INPUT DATA »
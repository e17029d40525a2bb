//! CLI workflow management subcommands.
//!
//! Provides create, validate, list, show, enable, disable, run, runs, logs
//! and delete for workflow definitions and their runs.

use std::path::{Path, PathBuf};

use anyhow::{Context, Result, anyhow, bail};
use clap::Subcommand;
use comfy_table::{Cell, Color, ContentArrangement, Table, presets};
use console::style;
use serde_json::{Value, json};
use uuid::Uuid;

use stratum_core::repository::workflow::WorkflowRepository;
use stratum_core::workflow::definition::{WorkflowError, load_workflow_file};
use stratum_core::workflow::scheduler::trigger_cron;
use stratum_types::workflow::{
    ExecutionRun, RunStatus, StepConfig, StepDefinition, TriggerConfig, TriggerSource,
    WebhookAuth, WorkflowDefinition,
};

use crate::state::AppState;

/// Workflow management subcommands.
#[derive(Subcommand)]
pub enum WorkflowCommand {
    /// Create (or replace) a workflow from a YAML file.
    Create {
        /// Path to the workflow YAML file.
        file: PathBuf,
    },

    /// Parse and validate a workflow YAML file without saving it.
    Validate {
        /// Path to the workflow YAML file.
        file: PathBuf,
    },

    /// List registered workflows.
    #[command(alias = "ls")]
    List,

    /// Show a workflow definition.
    Show {
        /// Workflow name or UUID.
        target: String,
    },

    /// Enable a workflow so triggers start runs.
    Enable {
        /// Workflow name or UUID.
        name: String,
    },

    /// Disable a workflow; triggers are refused while disabled.
    Disable {
        /// Workflow name or UUID.
        name: String,
    },

    /// Run a workflow to completion and print the outcome.
    Run {
        /// Workflow name or UUID.
        name: String,

        /// JSON object seeded into the run's variables.
        #[arg(long)]
        payload: Option<String>,
    },

    /// Show recent runs for a workflow.
    Runs {
        /// Workflow name or UUID.
        name: String,

        /// Maximum number of runs to display.
        #[arg(long, default_value = "10")]
        limit: u32,
    },

    /// Show the execution log of a run.
    Logs {
        /// Workflow run UUID.
        run_id: String,
    },

    /// Delete a workflow and its runs.
    #[command(alias = "rm")]
    Delete {
        /// Workflow name or UUID.
        name: String,
    },
}

/// Handle a workflow subcommand.
pub async fn handle_workflow_command(
    cmd: WorkflowCommand,
    state: &AppState,
    json: bool,
) -> Result<()> {
    match cmd {
        WorkflowCommand::Create { file } => handle_create(&file, state, json).await,
        WorkflowCommand::Validate { file } => handle_validate(&file, state, json),
        WorkflowCommand::List => handle_list(state, json).await,
        WorkflowCommand::Show { target } => handle_show(&target, state, json).await,
        WorkflowCommand::Enable { name } => set_enabled(&name, true, state, json).await,
        WorkflowCommand::Disable { name } => set_enabled(&name, false, state, json).await,
        WorkflowCommand::Run { name, payload } => {
            handle_run(&name, payload.as_deref(), state, json).await
        }
        WorkflowCommand::Runs { name, limit } => handle_runs(&name, limit, state, json).await,
        WorkflowCommand::Logs { run_id } => handle_logs(&run_id, state, json).await,
        WorkflowCommand::Delete { name } => handle_delete(&name, state, json).await,
    }
}

// ---------------------------------------------------------------------------
// Create / Validate
// ---------------------------------------------------------------------------

fn load_file(file: &Path, state: &AppState) -> Result<WorkflowDefinition> {
    load_workflow_file(file, state.config.engine.max_loop_depth).map_err(|e| match e {
        WorkflowError::ParseError(msg) => anyhow!("Failed to parse workflow YAML: {msg}"),
        WorkflowError::ValidationError(msg) => anyhow!("Workflow validation failed: {msg}"),
        WorkflowError::IoError(err) => anyhow!("Failed to read {}: {err}", file.display()),
    })
}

YOUR GOAL » Copy all lines of the listing above that contain the string "WorkflowCommand".

EXERCISE RESPONSE »
pub enum WorkflowCommand {
    cmd: WorkflowCommand,
        WorkflowCommand::Create { file } => handle_create(&file, state, json).await,
        WorkflowCommand::Validate { file } => handle_validate(&file, state, json),
        WorkflowCommand::List => handle_list(state, json).await,
        WorkflowCommand::Show { target } => handle_show(&target, state, json).await,
        WorkflowCommand::Enable { name } => set_enabled(&name, true, state, json).await,
        WorkflowCommand::Disable { name } => set_enabled(&name, false, state, json).await,
        WorkflowCommand::Run { name, payload } => {
        WorkflowCommand::Runs { name, limit } => handle_runs(&name, limit, state, json).await,
        WorkflowCommand::Logs { run_id } => handle_logs(&run_id, state, json).await,
        WorkflowCommand::Delete { name } => handle_delete(&name, state, json).await,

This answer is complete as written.